In data odierna è stata discussa in Consiglio Comunale la domanda d’attualità del Consigliere Andrea Pasquino

Tempi biblici per il rilascio o rinnovo della carta d'identità al Comune di Lecce. Un disagio manifestato da diversi cittadini leccesi, chiamati ad aspettare oltre 6 mesi per potersi vedere erogare il servizio. Nella giornata di oggi se n'è discusso in consiglio comunale, a seguito della domanda di attualità presentata dal consigliere di centrodestra Andrea Pasquino.

«Ottenere una carta d’identità o chiederne il rinnovo al Comune di Lecce può diventare una vera odissea. Infatti, per concludere la pratica dell’emissione del nuovo documento identificativo, a seguito della scadenza dello stesso e/o dello smarrimento, i cittadini impiegano oltre sei mesi, dovendo attendere il proprio turno a causa di una lunga lista di attesa. Per portare la documentazione necessaria – fototessera, bollettino pagato ed altro ancora – è obbligatorio fare la prenotazione dell’appuntamento tramite procedura online. I cittadini leccesi che nel mese di giugno 2021 hanno effettuato la prenotazione online per richiesta di rilascio/rinnovo della carta d’identità si sono visti fissare dall’Ufficio Anagrafe appuntamento per il mese di dicembre 2021 (ben sei mesi dopo la data della richiesta). 

Questo lunghissimo tempo medio di attesa pari a 6 mesi per il rilascio o rinnovo, che crea numerosi disagi ai cittadini che necessitano di tale servizio, è causato principalmente dal fatto che all’interno dell’ufficio anagrafe del Comune di Lecce vi siano poche unità lavorative, alle quali sono demandate le pratiche di oltre 94.000 abitanti. Questa carenza di personale riguarda generalmente tutti gli uffici dell’Ente ma l’ufficio anagrafe risulta quello che più necessita di un’implementazione, in quanto risulta essere un vero e proprio front office per i cittadini, dove ci si reca per svolgere le pratiche più comuni, tra cui appunto quella dell’emissione o del rinnovo della CIE.

In una logica di efficacia ed efficienza dell’azione amministrativa e di miglioramento dei servizi in favore degli utenti, questo Consiglio Comunale, in data 26 marzo 2021, ha approvato una mozione  presentata dal sottoscritto, che impegnava l’Amministrazione comunale ad attivare forme di collaborazione con le edicole per l’ampliamento dei punti di rilascio delle certificazioni anagrafiche (Stato di famiglia, Residenza, Matrimonio, Nascita, ecc.), tramite la stipula di apposite convenzioni, al fine di garantire il maggior decentramento possibile dei servizi anagrafici e rendere più efficienti i servizi erogati alla collettività.
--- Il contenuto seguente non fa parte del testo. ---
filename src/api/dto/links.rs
//! DTOs for link management endpoints.

use chrono::{DateTime, Utc};
use serde::{Deserialize, Serialize};
use validator::Validate;

use crate::api::dto::pagination::PaginationMeta;
use crate::domain::entities::{Link, LinkSummary};

/// Request body for `POST /api/links`.
#[derive(Debug, Deserialize, Validate)]
#[serde(rename_all = "camelCase")]
pub struct CreateLinkRequest {
    #[validate(length(min = 1, max = 2048, message = "Destination URL is required"))]
    pub destination: String,

    /// Requested slug. Empty means "generate one".
    #[serde(default, alias = "candidateIdentifier")]
    pub custom_slug: Option<String>,
}

/// Request body for `PUT /api/links/{id}`.
#[derive(Debug, Deserialize, Validate)]
#[serde(rename_all = "camelCase")]
pub struct UpdateLinkRequest {
    #[validate(length(min = 1, max = 2048, message = "Destination URL is required"))]
    pub destination: String,
}

/// A link as returned by create and update.
#[derive(Debug, Serialize)]
#[serde(rename_all = "camelCase")]
pub struct LinkResponse {
    pub id: i64,
    pub slug: String,
    pub destination: String,
    pub owner: String,
    pub created_at: DateTime<Utc>,
    pub updated_at: DateTime<Utc>,
    pub short_url: String,
}

impl LinkResponse {
    pub fn new(link: Link, short_url: String) -> Self {
        Self {
            id: link.id,
            slug: link.slug,
            destination: link.destination,
            owner: link.owner,
            created_at: link.created_at,
            updated_at: link.updated_at,
            short_url,
        }
    }
}

/// A row of `GET /api/links`.
#[derive(Debug, Serialize)]
#[serde(rename_all = "camelCase")]
pub struct LinkListItem {
    #[serde(flatten)]
    pub link: LinkResponse,
    pub click_count: i64,
    pub last_click_at: Option<DateTime<Utc>>,
}

impl LinkListItem {
    pub fn new(summary: LinkSummary, short_url: String) -> Self {
        Self {
            link: LinkResponse::new(summary.link, short_url),
            click_count: summary.click_count,
            last_click_at: summary.last_click_at,
        }
    }
}

#[derive(Debug, Serialize)]
pub struct LinkListResponse {
    pub links: Vec<LinkListItem>,
    pub pagination: PaginationMeta,
}
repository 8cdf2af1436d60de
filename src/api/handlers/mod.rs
//! HTTP request handlers for API endpoints.
//!
//! Each handler module corresponds to a logical grouping of endpoints.

pub mod health;
pub mod links;
pub mod redirect;

pub use health::health_handler;
pub use links::{
    create_link_handler, delete_link_handler, link_analytics_handler, list_links_handler,
    update_link_handler,
};
pub use redirect::redirect_handler;
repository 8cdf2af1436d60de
//! HTTP middleware for request processing and protection.
//!
//! Provides authentication, rate limiting, and observability middleware.

pub mod auth;
pub mod rate_limit;
pub mod tracing;
//! Data Transfer Objects for API requests and responses.
//!
//! All DTOs use Serde for JSON serialization/deserialization and validator
//! for input validation.

pub mod analytics;
pub mod health;
pub mod links;
pub mod pagination;
//! Slug allocation with bounded collision retry.

use std::sync::Arc;

use serde_json::json;
use tracing::debug;

use crate::domain::repositories::LinkRepository;
use crate::error::AppError;
use crate::utils::slug::{
    DEFAULT_SLUG_LENGTH, RandomSlugSource, SlugSource, is_reserved, validate_custom_slug,
};

/// Attempts made before giving up on a generated slug.
pub const MAX_ALLOCATION_ATTEMPTS: usize = 10;

/// How an allocated slug came to be.
#[derive(Debug, Clone, Copy, PartialEq, Eq)]
pub enum SlugOrigin {
    /// Supplied by the caller and accepted verbatim.
    Custom,
    /// Drawn from the slug source.
    Generated,
}

/// A slug that was free at allocation time.
///
/// Allocation only reads the store; the slug can still be lost to a concurrent
/// insert, which the caller detects through the store's unique constraint.
#[derive(Debug, Clone, PartialEq, Eq)]
pub struct AllocatedSlug {
    pub value: String,
    pub origin: SlugOrigin,
}

/// Produces unique slugs for new links.
///
/// Existence checks go through the injected [`LinkRepository`]; randomness through
/// the injected [`SlugSource`].
#[derive(Clone)]
pub struct SlugAllocator {
    source: Arc<dyn SlugSource>,
    length: usize,
}

impl SlugAllocator {
    pub fn new(source: Arc<dyn SlugSource>, length: usize) -> Self {
        Self { source, length }
    }

    /// Allocator backed by the OS-seeded thread RNG.
    pub fn random(length: usize) -> Self {
        Self::new(Arc::new(RandomSlugSource), length)
    }

    pub fn length(&self) -> usize {
        self.length
    }

    /// Allocates a slug, honoring `candidate` when given.
    ///
    /// # Errors
    ///
    /// - [`AppError::Validation`] - candidate does not match `[A-Za-z0-9_-]{3,50}`
    ///   (checked before any store access)
    /// - [`AppError::Conflict`] - candidate already taken or reserved
    /// - [`AppError::Exhausted`] - [`MAX_ALLOCATION_ATTEMPTS`] generated slugs all collided
    /// - [`AppError::Internal`] - store failure during an existence check
    pub async fn allocate<L>(
        &self,
        links: &L,
        candidate: Option<&str>,
    ) -> Result<AllocatedSlug, AppError>
    where
        L: LinkRepository + ?Sized,
    {
        match candidate {
            Some(candidate) => self.accept_candidate(links, candidate).await,
            None => self.generate(links).await,
        }
    }

    async fn accept_candidate<L>(
        &self,
        links: &L,
        candidate: &str,
    ) -> Result<AllocatedSlug, AppError>
    where
        L: LinkRepository + ?Sized,
    {
        validate_custom_slug(candidate)?;

        if is_reserved(candidate) || links.exists_by_slug(candidate).await? {
            return Err(AppError::conflict(
                "Slug already exists",
                json!({ "slug": candidate }),
            ));
        }

        Ok(AllocatedSlug {
            value: candidate.to_string(),
            origin: SlugOrigin::Custom,
        })
    }

    async fn generate<L>(&self, links: &L) -> Result<AllocatedSlug, AppError>
    where
        L: LinkRepository + ?Sized,
    {
        for attempt in 1..=MAX_ALLOCATION_ATTEMPTS {
            let slug = self.source.next_slug(self.length);

            if is_reserved(&slug) || links.exists_by_slug(&slug).await? {
                debug!(attempt, slug = %slug, "Generated slug collided");
                continue;
            }

            return Ok(AllocatedSlug {
                value: slug,
                origin: SlugOrigin::Generated,
            });
        }

        Err(AppError::exhausted(
            "Failed to generate unique slug",
            json!({ "attempts": MAX_ALLOCATION_ATTEMPTS, "length": self.length }),
        ))
    }
}

impl Default for SlugAllocator {
    fn default() -> Self {
        Self::random(DEFAULT_SLUG_LENGTH)
    }
}
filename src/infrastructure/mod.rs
//! Infrastructure layer for external integrations.
//!
//! This layer implements interfaces defined by the domain layer.
//!
//! # Modules
//!
//! - [`persistence`] - PostgreSQL repository implementations

pub mod persistence;
//! Segment trie mapping `(method, path)` to handlers.
//!
//! Paths are split on `/` with empty segments dropped, so `/a//b/` and `a/b`
//! have the same shape. A segment written as `{name}` matches any single
//! segment and captures it under `name`; anything else matches literally.
//!
//! Each node has any number of literal children and at most one wildcard
//! child. Lookup prefers the literal child at every level and falls back to
//! the wildcard without backtracking, so two routes can never both match a
//! path.
//!
//! ```
//! use trellis::{Method, Request, Response, Router, Status};
//!
//! let mut router = Router::new();
//! router
//!     .get("/echo/{str}", |req: &Request| {
//!         Response::new(Status::Ok).with_body(req.param("str").unwrap_or_default())
//!     })
//!     .unwrap();
//!
//! let found = router.find(&Method::Get, "/echo/hi").ok().unwrap();
//! assert_eq!(found.params["str"], "hi");
//! ```

use std::collections::HashMap;
use std::fmt;

use crate::error::RouteError;
use crate::http::{Method, PathParams, Request, Response};

/// A request handler bound to a route.
///
/// Any `Fn(&Request) -> Response` closure that is `Send + Sync` is a handler.
pub trait Handler: Send + Sync + 'static {
    fn call(&self, request: &Request) -> Response;
}

impl<F> Handler for F
where
    F: Fn(&Request) -> Response + Send + Sync + 'static,
{
    fn call(&self, request: &Request) -> Response {
        self(request)
    }
}

/// Index of a node in the router's arena.
#[derive(Debug, Clone, Copy, PartialEq, Eq, Hash)]
pub struct NodeId(usize);

/// One parsed path segment of a route pattern.
#[derive(Debug, Clone, PartialEq, Eq)]
pub enum Segment {
    Literal(String),
    Param(String),
}

impl Segment {
    fn parse(raw: &str) -> Segment {
        match raw.strip_prefix('{').and_then(|s| s.strip_suffix('}')) {
            Some(name) => Segment::Param(name.to_string()),
            None => Segment::Literal(raw.to_string()),
        }
    }
}

impl fmt::Display for Segment {
    fn fmt(&self, f: &mut fmt::Formatter<'_>) -> fmt::Result {
        match self {
            Segment::Literal(text) => f.write_str(text),
            Segment::Param(name) => write!(f, "{{{}}}", name),
        }
    }
}

struct Node {
    /// `None` only for the root
    segment: Option<Segment>,
    handlers: HashMap<Method, Box<dyn Handler>>,
    literals: HashMap<String, NodeId>,
    wildcard: Option<NodeId>,
}

impl Node {
    fn new(segment: Option<Segment>) -> Self {
        Node {
            segment,
            handlers: HashMap::new(),
            literals: HashMap::new(),
            wildcard: None,
        }
    }

    fn param_name(&self) -> Option<&str> {
        match &self.segment {
            Some(Segment::Param(name)) => Some(name),
            _ => None,
        }
    }
}

/// The node a path resolved to, with its captured parameters.
#[derive(Debug, Clone, PartialEq, Eq)]
pub struct PathMatch {
    pub node: NodeId,
    pub params: PathParams,
}

/// A handler resolved for a method and path.
pub struct Found<'r> {
    pub handler: &'r dyn Handler,
    pub params: PathParams,
}

impl fmt::Debug for Found<'_> {
    fn fmt(&self, f: &mut fmt::Formatter<'_>) -> fmt::Result {
        f.debug_struct("Found")
            .field("params", &self.params)
            .finish_non_exhaustive()
    }
}

/// Why a lookup produced no handler.
#[derive(Debug, Clone, Copy, PartialEq, Eq)]
pub enum RouteMiss {
    /// No registered path has this shape
    NotFound,
    /// The path shape exists but not for this method
    MethodNotAllowed,
}

/// Arena-backed route trie.
///
/// Built once before serving and only read afterwards, so it can be shared
/// behind an `Arc` without locking.
pub struct Router {
    nodes: Vec<Node>,
}

const ROOT: NodeId = NodeId(0);

fn split_path(path: &str) -> impl Iterator<Item = &str> {
    path.split('/').filter(|segment| !segment.is_empty())
}

impl Router {
    pub fn new() -> Self {
        Router {
            nodes: vec![Node::new(None)],
        }
    }

    /// Bind `handler` to `method` at `path`.
    ///
    /// # Errors
    /// - `DuplicateRoute` if `method` is already bound at this path shape
    /// - `ConflictingParam` if a wildcard with another name sits at one of
    ///   the positions this path passes through
    /// - `EmptyParamName` / `RepeatedParam` for malformed patterns
    ///
    /// The tree is left untouched when an error is returned.
    pub fn register<H>(&mut self, method: Method, path: &str, handler: H) -> Result<(), RouteError>
    where
        H: Handler,
    {
        let segments = Self::parse_pattern(path)?;

        let mut current = ROOT;
        for segment in segments {
            current = self.child_for(current, segment, path)?;
        }

        let node = &mut self.nodes[current.0];
        if node.handlers.contains_key(&method) {
            return Err(RouteError::DuplicateRoute {
                method,
                path: path.to_string(),
            });
        }
        node.handlers.insert(method, Box::new(handler));
        Ok(())
    }

    pub fn get<H: Handler>(&mut self, path: &str, handler: H) -> Result<(), RouteError> {
        self.register(Method::Get, path, handler)
    }

    pub fn post<H: Handler>(&mut self, path: &str, handler: H) -> Result<(), RouteError> {
        self.register(Method::Post, path, handler)
    }

    fn parse_pattern(path: &str) -> Result<Vec<Segment>, RouteError> {
        let mut segments = Vec::new();
        for raw in split_path(path) {
            let segment = Segment::parse(raw);
            if let Segment::Param(name) = &segment {
                if name.is_empty() {
                    return Err(RouteError::EmptyParamName {
                        path: path.to_string(),
                    });
                }
                let repeated = segments
                    .iter()
                    .any(|s| matches!(s, Segment::Param(other) if other == name));
                if repeated {
                    return Err(RouteError::RepeatedParam {
                        name: name.clone(),
                        path: path.to_string(),
                    });
                }
            }
            segments.push(segment);
        }
        Ok(segments)
    }

    /// Find or create the child of `parent` for `segment`.
    ///
    /// Conflicts can only be found on existing nodes, and a freshly created
    /// node has no children, so an error is always raised before any node
    /// is added.
    fn child_for(&mut self, parent: NodeId, segment: Segment, path: &str) -> Result<NodeId, RouteError> {
        let existing = match &segment {
            Segment::Literal(text) => self.nodes[parent.0].literals.get(text).copied(),
            Segment::Param(name) => match self.nodes[parent.0].wildcard {
                Some(id) => {
                    let existing = self.nodes[id.0].param_name().unwrap_or_default();
                    if existing != name.as_str() {
                        return Err(RouteError::ConflictingParam {
                            existing: existing.to_string(),
                            requested: name.clone(),
                            path: path.to_string(),
                        });
                    }
                    Some(id)
                }
                None => None,
            },
        };
        if let Some(id) = existing {
            return Ok(id);
        }

        let id = NodeId(self.nodes.len());
        match &segment {
            Segment::Literal(text) => {
                self.nodes[parent.0].literals.insert(text.clone(), id);
            }
            Segment::Param(_) => self.nodes[parent.0].wildcard = Some(id),
        }
        self.nodes.push(Node::new(Some(segment)));
        Ok(id)
    }

    /// Resolve `path` to a node, capturing wildcard segments along the way.
    pub fn match_path(&self, path: &str) -> Option<PathMatch> {
        let mut params = PathParams::new();
        let mut current = ROOT;

        for segment in split_path(path) {
            let node = &self.nodes[current.0];
            current = match node.literals.get(segment) {
                Some(&id) => id,
                None => {
                    let id = node.wildcard?;
                    if let Some(name) = self.nodes[id.0].param_name() {
                        params.insert(name.to_string(), segment.to_string());
                    }
                    id
                }
            };
        }

        Some(PathMatch {
            node: current,
            params,
        })
    }

    /// Resolve the handler for `method` at `path`.
    pub fn find(&self, method: &Method, path: &str) -> Result<Found<'_>, RouteMiss> {
        let PathMatch { node, params } = self.match_path(path).ok_or(RouteMiss::NotFound)?;
        let handler = self.nodes[node.0]
            .handlers
            .get(method)
            .ok_or(RouteMiss::MethodNotAllowed)?;

        Ok(Found {
            handler: handler.as_ref(),
            params,
        })
    }

    /// Methods bound at `node`, sorted by name.
    pub fn methods_at(&self, node: NodeId) -> Vec<&Method> {
        let mut methods: Vec<_> = self
            .nodes
            .get(node.0)
            .map(|node| node.handlers.keys().collect())
            .unwrap_or_default();
        methods.sort_by(|a, b| a.as_str().cmp(b.as_str()));
        methods
    }

    fn write_node(&self, f: &mut fmt::Formatter<'_>, id: NodeId, depth: usize) -> fmt::Result {
        let node = &self.nodes[id.0];
        let indent = "  ".repeat(depth);
        match &node.segment {
            Some(segment) => write!(f, "{}{}", indent, segment)?,
            None => write!(f, "{}/", indent)?,
        }

        let methods = self.methods_at(id);
        if !methods.is_empty() {
            let names: Vec<_> = methods.iter().map(|m| m.as_str()).collect();
            write!(f, " [{}]", names.join(", "))?;
        }
        writeln!(f)?;

        let mut literals: Vec<_> = node.literals.iter().collect();
        literals.sort_by(|a, b| a.0.cmp(b.0));
        for (_, &child) in literals {
            self.write_node(f, child, depth + 1)?;
        }
        if let Some(child) = node.wildcard {
            self.write_node(f, child, depth + 1)?;
        }
        Ok(())
    }
}

impl Default for Router {
    fn default() -> Self {
        Self::new()
    }
}

/// Renders the tree one node per line, indented by depth, with the bound
/// methods in brackets.
impl fmt::Display for Router {
    fn fmt(&self, f: &mut fmt::Formatter<'_>) -> fmt::Result {
        self.write_node(f, ROOT, 0)
    }
}

impl fmt::Debug for Router {
    fn fmt(&self, f: &mut fmt::Formatter<'_>) -> fmt::Result {
        f.debug_struct("Router")
            .field("nodes", &self.nodes.len())
            .finish()
    }
}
Nonostante siano trascorsi n. 3 mesi dall’approvazione di detta mozione, l’iter amministrativo che porterà all’abilitazione delle edicole al rilascio di certificati anagrafici non risulta ancora completato, benché il suo completamento risulti di fondamentale importanza per agevolare e alleggerire il lavoro degli uffici comunali che si trovano attualmente in forte sofferenza a causa della carenza di organico dovuto ai numerosi pensionamenti e dell’impossibilità di assumere nuovo personale. Alla carenza di organico occorre aggiungere le difficoltà dovute alla pandemia e alle restrizioni introdotte per contrastare il contagio. Fattori che, per forza di cose, complicano ulteriormente l’accesso dei cittadini ai servizi.

Mi auguro che questa amministrazione si adoperi tempestivamente assumendo dei provvedimenti che vadano nella direzione di ridurre i tempi medi di attesa per il rilascio o rinnovo della carta di identità e soprattutto che non perda altro tempo per giungere a conclusione dell’iter amministrativo che porterà all’abilitazione delle edicole al rilascio di certificati anagrafici, al fine di agevolare e alleggerire il lavoro degli uffici comunali».